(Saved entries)

-- Opening Marker --

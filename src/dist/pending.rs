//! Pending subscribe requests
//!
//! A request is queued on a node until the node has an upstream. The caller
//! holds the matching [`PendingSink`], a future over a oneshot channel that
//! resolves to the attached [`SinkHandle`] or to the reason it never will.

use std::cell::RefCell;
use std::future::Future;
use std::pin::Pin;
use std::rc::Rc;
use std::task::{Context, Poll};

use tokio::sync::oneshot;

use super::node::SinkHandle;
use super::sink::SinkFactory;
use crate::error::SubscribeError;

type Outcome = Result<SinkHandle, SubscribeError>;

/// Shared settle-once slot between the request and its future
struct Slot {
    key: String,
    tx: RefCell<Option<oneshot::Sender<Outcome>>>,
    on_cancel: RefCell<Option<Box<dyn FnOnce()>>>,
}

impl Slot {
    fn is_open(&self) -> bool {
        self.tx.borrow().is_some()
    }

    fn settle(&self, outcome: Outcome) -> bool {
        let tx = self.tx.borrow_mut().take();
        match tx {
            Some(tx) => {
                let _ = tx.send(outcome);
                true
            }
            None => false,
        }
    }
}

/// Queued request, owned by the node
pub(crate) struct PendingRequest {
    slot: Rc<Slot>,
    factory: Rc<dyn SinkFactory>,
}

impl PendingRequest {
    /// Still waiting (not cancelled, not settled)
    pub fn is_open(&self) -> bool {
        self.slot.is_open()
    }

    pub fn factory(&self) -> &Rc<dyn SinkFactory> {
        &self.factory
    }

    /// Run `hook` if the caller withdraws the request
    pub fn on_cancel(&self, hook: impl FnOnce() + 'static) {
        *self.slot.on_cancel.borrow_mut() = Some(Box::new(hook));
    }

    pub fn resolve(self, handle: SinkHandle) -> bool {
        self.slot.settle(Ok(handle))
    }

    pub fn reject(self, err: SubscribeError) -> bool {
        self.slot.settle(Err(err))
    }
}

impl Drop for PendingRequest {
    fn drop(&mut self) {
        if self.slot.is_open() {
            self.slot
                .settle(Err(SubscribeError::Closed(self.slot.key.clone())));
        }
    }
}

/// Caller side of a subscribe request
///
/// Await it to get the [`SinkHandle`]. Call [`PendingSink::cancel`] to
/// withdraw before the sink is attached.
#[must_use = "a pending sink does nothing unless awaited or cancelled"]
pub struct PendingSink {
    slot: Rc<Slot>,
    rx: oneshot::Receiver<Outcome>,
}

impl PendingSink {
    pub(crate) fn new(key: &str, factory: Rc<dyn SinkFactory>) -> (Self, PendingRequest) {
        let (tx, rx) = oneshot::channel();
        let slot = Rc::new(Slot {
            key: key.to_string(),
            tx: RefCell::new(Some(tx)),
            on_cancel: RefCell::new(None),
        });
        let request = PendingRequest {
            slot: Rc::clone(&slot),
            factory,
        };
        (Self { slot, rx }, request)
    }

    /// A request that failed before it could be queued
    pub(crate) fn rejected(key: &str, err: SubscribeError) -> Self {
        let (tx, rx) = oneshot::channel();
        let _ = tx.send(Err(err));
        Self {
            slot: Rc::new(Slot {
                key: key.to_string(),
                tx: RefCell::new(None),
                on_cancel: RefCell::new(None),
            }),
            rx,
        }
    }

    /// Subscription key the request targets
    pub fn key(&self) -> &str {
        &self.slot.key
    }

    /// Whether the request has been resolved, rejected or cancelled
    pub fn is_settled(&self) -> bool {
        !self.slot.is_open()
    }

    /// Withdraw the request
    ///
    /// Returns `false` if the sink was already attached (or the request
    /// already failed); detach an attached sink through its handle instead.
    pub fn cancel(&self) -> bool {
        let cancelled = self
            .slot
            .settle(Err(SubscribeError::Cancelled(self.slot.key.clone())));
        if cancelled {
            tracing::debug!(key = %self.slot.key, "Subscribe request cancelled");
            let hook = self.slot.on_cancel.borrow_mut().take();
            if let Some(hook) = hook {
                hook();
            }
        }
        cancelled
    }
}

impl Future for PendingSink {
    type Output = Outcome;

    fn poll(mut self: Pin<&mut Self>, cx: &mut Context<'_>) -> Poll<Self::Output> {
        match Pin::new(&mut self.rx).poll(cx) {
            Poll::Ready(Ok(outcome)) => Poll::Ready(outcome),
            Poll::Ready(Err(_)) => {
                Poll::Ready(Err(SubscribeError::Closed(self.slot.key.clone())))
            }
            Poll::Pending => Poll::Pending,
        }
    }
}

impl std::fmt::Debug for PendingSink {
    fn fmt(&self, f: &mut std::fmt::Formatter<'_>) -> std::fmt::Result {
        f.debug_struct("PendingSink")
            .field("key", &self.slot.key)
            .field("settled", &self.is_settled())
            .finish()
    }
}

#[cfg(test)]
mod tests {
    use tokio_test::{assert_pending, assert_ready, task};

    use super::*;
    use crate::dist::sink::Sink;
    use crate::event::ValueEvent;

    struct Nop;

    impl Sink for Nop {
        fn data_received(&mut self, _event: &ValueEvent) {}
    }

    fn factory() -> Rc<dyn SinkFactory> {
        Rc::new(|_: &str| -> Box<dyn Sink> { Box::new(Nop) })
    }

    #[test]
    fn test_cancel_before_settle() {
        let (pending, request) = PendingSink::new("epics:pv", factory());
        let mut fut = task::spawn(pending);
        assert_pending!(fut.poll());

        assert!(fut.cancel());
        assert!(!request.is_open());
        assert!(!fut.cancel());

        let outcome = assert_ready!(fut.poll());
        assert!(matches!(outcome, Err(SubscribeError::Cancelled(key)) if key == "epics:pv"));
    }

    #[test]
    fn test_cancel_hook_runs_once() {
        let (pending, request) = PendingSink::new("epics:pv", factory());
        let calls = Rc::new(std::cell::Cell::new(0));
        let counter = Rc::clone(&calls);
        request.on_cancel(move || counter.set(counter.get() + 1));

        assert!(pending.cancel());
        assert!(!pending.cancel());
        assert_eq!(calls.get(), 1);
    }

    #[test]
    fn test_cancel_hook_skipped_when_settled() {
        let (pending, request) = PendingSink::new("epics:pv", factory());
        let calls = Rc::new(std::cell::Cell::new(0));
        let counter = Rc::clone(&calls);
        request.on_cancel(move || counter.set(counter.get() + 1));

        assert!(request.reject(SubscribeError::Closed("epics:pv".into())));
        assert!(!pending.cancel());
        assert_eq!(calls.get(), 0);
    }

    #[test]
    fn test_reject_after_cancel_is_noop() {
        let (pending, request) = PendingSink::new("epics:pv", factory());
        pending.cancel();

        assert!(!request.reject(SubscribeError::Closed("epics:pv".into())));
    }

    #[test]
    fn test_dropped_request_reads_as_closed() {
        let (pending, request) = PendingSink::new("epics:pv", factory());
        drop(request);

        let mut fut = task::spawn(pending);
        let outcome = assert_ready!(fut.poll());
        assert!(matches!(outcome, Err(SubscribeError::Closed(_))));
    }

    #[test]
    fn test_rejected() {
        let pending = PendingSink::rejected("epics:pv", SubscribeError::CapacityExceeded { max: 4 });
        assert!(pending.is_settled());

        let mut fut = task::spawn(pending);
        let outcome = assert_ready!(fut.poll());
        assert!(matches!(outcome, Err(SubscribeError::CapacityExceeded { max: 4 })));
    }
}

-- Closing Marker --
-- Opening Marker --

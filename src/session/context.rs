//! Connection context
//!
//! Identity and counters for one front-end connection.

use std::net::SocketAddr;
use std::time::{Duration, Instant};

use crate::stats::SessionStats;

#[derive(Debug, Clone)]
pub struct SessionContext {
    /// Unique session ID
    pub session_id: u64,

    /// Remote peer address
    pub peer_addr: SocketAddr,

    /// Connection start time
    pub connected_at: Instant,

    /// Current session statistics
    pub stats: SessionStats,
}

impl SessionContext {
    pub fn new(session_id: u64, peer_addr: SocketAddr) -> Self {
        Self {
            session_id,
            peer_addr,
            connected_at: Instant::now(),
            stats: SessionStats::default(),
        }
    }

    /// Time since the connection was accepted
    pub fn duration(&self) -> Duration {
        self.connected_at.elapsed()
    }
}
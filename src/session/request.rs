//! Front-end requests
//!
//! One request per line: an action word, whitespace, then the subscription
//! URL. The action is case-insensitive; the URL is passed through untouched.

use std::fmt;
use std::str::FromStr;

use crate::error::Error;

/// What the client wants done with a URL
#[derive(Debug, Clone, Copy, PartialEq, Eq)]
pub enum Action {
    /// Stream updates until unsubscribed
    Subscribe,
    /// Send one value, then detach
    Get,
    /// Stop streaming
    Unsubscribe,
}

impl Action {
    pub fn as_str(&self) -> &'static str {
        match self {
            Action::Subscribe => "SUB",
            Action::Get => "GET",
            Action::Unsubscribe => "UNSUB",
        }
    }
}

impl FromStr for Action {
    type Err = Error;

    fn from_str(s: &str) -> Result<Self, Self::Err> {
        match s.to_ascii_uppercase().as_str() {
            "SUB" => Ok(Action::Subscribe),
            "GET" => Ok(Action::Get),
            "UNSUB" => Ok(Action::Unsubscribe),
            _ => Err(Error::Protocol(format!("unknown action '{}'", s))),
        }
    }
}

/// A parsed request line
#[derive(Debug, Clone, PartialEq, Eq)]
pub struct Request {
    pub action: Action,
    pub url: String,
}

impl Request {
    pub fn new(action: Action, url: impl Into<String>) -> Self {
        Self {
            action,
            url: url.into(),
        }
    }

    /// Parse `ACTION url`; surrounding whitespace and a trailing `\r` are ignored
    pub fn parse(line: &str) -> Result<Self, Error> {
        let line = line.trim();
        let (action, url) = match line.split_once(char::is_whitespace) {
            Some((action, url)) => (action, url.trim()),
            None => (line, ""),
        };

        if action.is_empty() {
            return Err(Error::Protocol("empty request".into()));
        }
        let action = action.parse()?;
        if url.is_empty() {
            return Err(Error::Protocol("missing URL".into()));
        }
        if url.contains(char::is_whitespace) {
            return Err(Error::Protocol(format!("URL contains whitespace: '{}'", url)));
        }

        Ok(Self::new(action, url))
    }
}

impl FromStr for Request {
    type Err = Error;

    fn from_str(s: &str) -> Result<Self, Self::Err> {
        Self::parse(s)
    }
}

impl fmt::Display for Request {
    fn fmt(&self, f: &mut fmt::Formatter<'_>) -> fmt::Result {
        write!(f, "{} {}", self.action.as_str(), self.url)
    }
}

-- Closing Marker --

Look through the data and show every line containing "None".

            None => false,
            on_cancel: RefCell::new(None),
                tx: RefCell::new(None),
                on_cancel: RefCell::new(None),
            None => (line, ""),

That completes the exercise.